Even with ongoing sanctions, European nations were projected to remain the largest buyers of liquefied natural gas (LNG) from Russia through the end of 2023, according to Ivan Timonin, a consultant with Vygon Consulting, as reported by RIA Novosti. His assessment underscored that the sanctions did not immediately curb the appetite for Russian LNG within the European market, where energy needs and price dynamics kept Russian gas an important option for several countries.

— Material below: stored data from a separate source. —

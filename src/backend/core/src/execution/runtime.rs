//! The process runtime collaborator.
//!
//! Token routing lives outside this crate. Jobs and event deliveries end by
//! handing the execution back to the runtime through [`ExecutionRuntime::resume`].

use async_trait::async_trait;
use parking_lot::Mutex;
use serde::{Deserialize, Serialize};
use serde_json::Value;
use std::sync::Arc;

use super::ExecutionId;
use crate::context::UnitOfWork;
use crate::error::Result;
use crate::events::EventType;

/// Why an execution is being resumed.
#[derive(Debug, Clone, PartialEq, Eq, Serialize, Deserialize)]
#[serde(tag = "kind", rename_all = "snake_case")]
pub enum ResumeTrigger {
    /// A correlated event was delivered
    Event { event_type: EventType, event_name: String },
    /// An asynchronous continuation job ran
    AsyncContinuation { activity_id: Option<String> },
}

/// Continues executions once the work they waited for is done.
#[async_trait]
pub trait ExecutionRuntime: Send + Sync {
    /// Resume `execution_id` inside the caller's unit of work.
    async fn resume(
        &self,
        ctx: &mut UnitOfWork,
        execution_id: &ExecutionId,
        trigger: ResumeTrigger,
        payload: Option<Value>,
    ) -> Result<()>;
}

/// A resumption seen by [`RecordingRuntime`].
#[derive(Debug, Clone, PartialEq)]
pub struct Resumption {
    pub execution_id: ExecutionId,
    pub trigger: ResumeTrigger,
    pub payload: Option<Value>,
}

/// Runtime that logs every resumption and records it once its unit of work commits.
///
/// Used by the standalone daemon and the CLI, where no process model is loaded.
#[derive(Debug, Default)]
pub struct RecordingRuntime {
    resumptions: Arc<Mutex<Vec<Resumption>>>,
}

impl RecordingRuntime {
    pub fn new() -> Self {
        Self::default()
    }

    /// Every committed resumption so far, oldest first.
    pub fn resumptions(&self) -> Vec<Resumption> {
        self.resumptions.lock().clone()
    }

    /// Number of times `execution_id` was resumed.
    pub fn resume_count(&self, execution_id: &ExecutionId) -> usize {
        self.resumptions
            .lock()
            .iter()
            .filter(|r| &r.execution_id == execution_id)
            .count()
    }
}

#[async_trait]
impl ExecutionRuntime for RecordingRuntime {
    async fn resume(
        &self,
        ctx: &mut UnitOfWork,
        execution_id: &ExecutionId,
        trigger: ResumeTrigger,
        payload: Option<Value>,
    ) -> Result<()> {
        tracing::info!(
            unit_of_work = %ctx.id(),
            execution_id = %execution_id,
            trigger = ?trigger,
            "Execution resumed"
        );
        let resumption = Resumption {
            execution_id: execution_id.clone(),
            trigger,
            payload,
        };
        let resumptions = self.resumptions.clone();
        ctx.on_commit("record-resumption", move || {
            resumptions.lock().push(resumption.clone());
            Ok(())
        });
        Ok(())
    }
}
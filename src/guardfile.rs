/* This Source Code Form is subject to the terms of the Mozilla Public
 * License, v. 2.0. If a copy of the MPL was not distributed with this
 * file, You can obtain one at https://mozilla.org/MPL/2.0/. */

use std::fs::{self, File};
use std::io::Write;
use std::path::{Path, PathBuf};

use log::debug;
use thiserror::Error;

use crate::registry::Registry;

/// Control file at the project root; the only persisted artifact.
pub const GUARDFILE_NAME: &str = ".guardfile";

#[derive(Error, Debug)]
pub enum GuardfileError {
    #[error("project is not initialized (no '{GUARDFILE_NAME}' found)")]
    NotInitialized,
    #[error("project is already initialized ('{GUARDFILE_NAME}' exists)")]
    AlreadyInitialized,
    #[error("guardfile is corrupted: {0}")]
    Corrupted(String),
    #[error("failed to encode guardfile: {0}")]
    Encode(#[from] serde_yaml::Error),
    #[error(transparent)]
    Io(#[from] std::io::Error),
}

pub fn guardfile_path(root: &Path) -> PathBuf {
    root.join(GUARDFILE_NAME)
}

pub fn exists(root: &Path) -> bool {
    guardfile_path(root).is_file()
}

/// Parse and structurally validate the control file.
pub fn load(root: &Path) -> Result<Registry, GuardfileError> {
    let path = guardfile_path(root);
    let text = match fs::read_to_string(&path) {
        Ok(text) => text,
        Err(err) if err.kind() == std::io::ErrorKind::NotFound => {
            return Err(GuardfileError::NotInitialized)
        }
        Err(err) => return Err(err.into()),
    };
    let registry: Registry =
        serde_yaml::from_str(&text).map_err(|err| GuardfileError::Corrupted(err.to_string()))?;
    registry.validate().map_err(GuardfileError::Corrupted)?;
    debug!(
        "loaded guardfile from '{}': {} files, {} collections, {} folders",
        path.display(),
        registry.files().len(),
        registry.collections().len(),
        registry.folders().len()
    );
    Ok(registry)
}

/// Whole-file replacement: serialize to a temporary sibling, fsync, rename.
/// A crash mid-save leaves either the old or the new file, never a torn one.
pub fn save(root: &Path, registry: &Registry) -> Result<(), GuardfileError> {
    let yaml = serde_yaml::to_string(registry)?;
    let path = guardfile_path(root);
    let tmp_path = root.join(format!("{GUARDFILE_NAME}.tmp"));
    {
        let mut tmp = File::create(&tmp_path)?;
        tmp.write_all(yaml.as_bytes())?;
        tmp.sync_all()?;
    }
    fs::rename(&tmp_path, &path)?;
    debug!("saved guardfile to '{}'", path.display());
    Ok(())
}

/// Remove the control file; used by destroy after verification passes.
pub fn delete(root: &Path) -> Result<(), GuardfileError> {
    fs::remove_file(guardfile_path(root))?;
    Ok(())
}
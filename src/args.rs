/* This Source Code Form is subject to the terms of the Mozilla Public
 * License, v. 2.0. If a copy of the MPL was not distributed with this
 * file, You can obtain one at https://mozilla.org/MPL/2.0/. */

use clap::{Parser, Subcommand};

#[derive(Parser, Debug)]
#[command(version, about, long_about = None)]
#[command(propagate_version = true)]
pub struct Args {
    /// Project root containing the control file
    #[arg(long, default_value_t = String::from("."))]
    pub project_root: String,

    #[clap(subcommand)]
    pub mode: Mode,
}

#[derive(Debug, PartialEq, Clone, Subcommand)]
#[clap(rename_all = "kebab_case")]
pub enum Mode {
    /// Create the control file in the project root
    Init {
        /// Permission mode applied to guarded files (octal)
        #[arg(short, long, default_value_t = String::from("0400"))]
        mode: String,
        /// Owner applied to guarded files (empty keeps the owner)
        #[arg(short, long, default_value_t = String::new())]
        owner: String,
        /// Group applied to guarded files (empty keeps the group)
        #[arg(short, long, default_value_t = String::new())]
        group: String,
        /// Overwrite an existing control file
        #[arg(short, long, default_value_t = false)]
        force: bool,
    },
    /// Register files without changing their guard state
    Add {
        /// Files to register
        paths: Vec<String>,
    },
    /// Restore original metadata and unregister files
    Remove {
        /// Files to unregister
        paths: Vec<String>,
    },
    /// Flip the guard state of files, folders or collections
    Toggle {
        /// Files, folders or collection names
        args: Vec<String>,
        /// Folders cover their whole tree instead of immediate files
        #[arg(short, long, default_value_t = false)]
        recursive: bool,
    },
    /// Enable the guard for files, folders or collections
    On {
        /// Files, folders or collection names
        args: Vec<String>,
        /// Folders cover their whole tree instead of immediate files
        #[arg(short, long, default_value_t = false)]
        recursive: bool,
    },
    /// Disable the guard for files, folders or collections
    Off {
        /// Files, folders or collection names
        args: Vec<String>,
        /// Folders cover their whole tree instead of immediate files
        #[arg(short, long, default_value_t = false)]
        recursive: bool,
    },
    /// List registered files with their guard state
    Show {
        /// Limit output to these files
        args: Vec<String>,
        /// Show collections instead of files
        #[arg(short, long, default_value_t = false)]
        collections: bool,
    },
    /// Manage collections
    Collection {
        #[clap(subcommand)]
        action: CollectionAction,
    },
    /// Drop registry entries whose files are gone, then empty collections
    Cleanup,
    /// Disable every guard, keeping all registrations
    Reset,
    /// Reset, clean up, verify and delete the control file
    Destroy,
    /// Show or change the guard defaults
    Config {
        #[clap(subcommand)]
        action: ConfigAction,
    },
}

#[derive(Debug, PartialEq, Clone, Subcommand)]
#[clap(rename_all = "kebab_case")]
pub enum CollectionAction {
    /// Create empty collections
    Add {
        /// Collection names
        names: Vec<String>,
    },
    /// Restore member files and drop collections
    Remove {
        /// Collection names
        names: Vec<String>,
    },
    /// Disable member guards and empty the member lists
    Clear {
        /// Collection names
        names: Vec<String>,
    },
    /// Add files to collections, creating them as needed
    Assign {
        /// Files to add
        #[arg(long, num_args = 1..)]
        files: Vec<String>,
        /// Target collections
        #[arg(long, num_args = 1..)]
        to: Vec<String>,
    },
    /// Remove files from collections
    Unassign {
        /// Files to remove
        #[arg(long, num_args = 1..)]
        files: Vec<String>,
        /// Collections to remove them from
        #[arg(long, num_args = 1..)]
        from: Vec<String>,
    },
    /// Union source collections' members into targets
    Merge {
        /// Source collections
        #[arg(long, num_args = 1..)]
        sources: Vec<String>,
        /// Target collections
        #[arg(long, num_args = 1..)]
        to: Vec<String>,
    },
    /// Remove source collections' members from targets
    Extract {
        /// Source collections
        #[arg(long, num_args = 1..)]
        sources: Vec<String>,
        /// Collections to remove them from
        #[arg(long, num_args = 1..)]
        from: Vec<String>,
    },
}

#[derive(Debug, PartialEq, Clone, Subcommand)]
#[clap(rename_all = "kebab_case")]
pub enum ConfigAction {
    /// Set the guard mode (octal)
    Mode {
        mode: String,
    },
    /// Set the guard owner (empty keeps owners unchanged)
    Owner {
        owner: String,
    },
    /// Set the guard group (empty keeps groups unchanged)
    Group {
        group: String,
    },
    /// Print the current defaults
    Show,
}
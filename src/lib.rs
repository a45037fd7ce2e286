/* This Source Code Form is subject to the terms of the Mozilla Public
 * License, v. 2.0. If a copy of the MPL was not distributed with this
 * file, You can obtain one at https://mozilla.org/MPL/2.0/. */

pub mod config;
pub mod engine;
pub mod guardfile;
pub mod path;
pub mod platform;
pub mod registry;
pub mod secure;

Timonin noted that the European region would see the most pronounced growth in demand for LNG from Russia in 2023. He pointed to Belgium as a standout case, with expectations that deliveries could rise from about 4.2 million tons in 2022 to roughly 7.3 million tons by year’s end. Spain was also forecast to strengthen its LNG imports, with growth projected to bring volumes from 1.3 million tons to around 4.9 million tons. For Turkey, the forecast was an ascent from 0.2 million tons to about 1 million tons, reflecting broader diversification of supply sources and resilient need for gas in power generation and industry.
The consultant highlighted a partial retreat in early 2023, noting that first-half LNG supplies from Russia declined from 17 million tons in the previous year to about 15 million tons. This dip was seen as a reaction to the evolving mix of European energy policies, storage levels, and price signals that influenced buying patterns during the period.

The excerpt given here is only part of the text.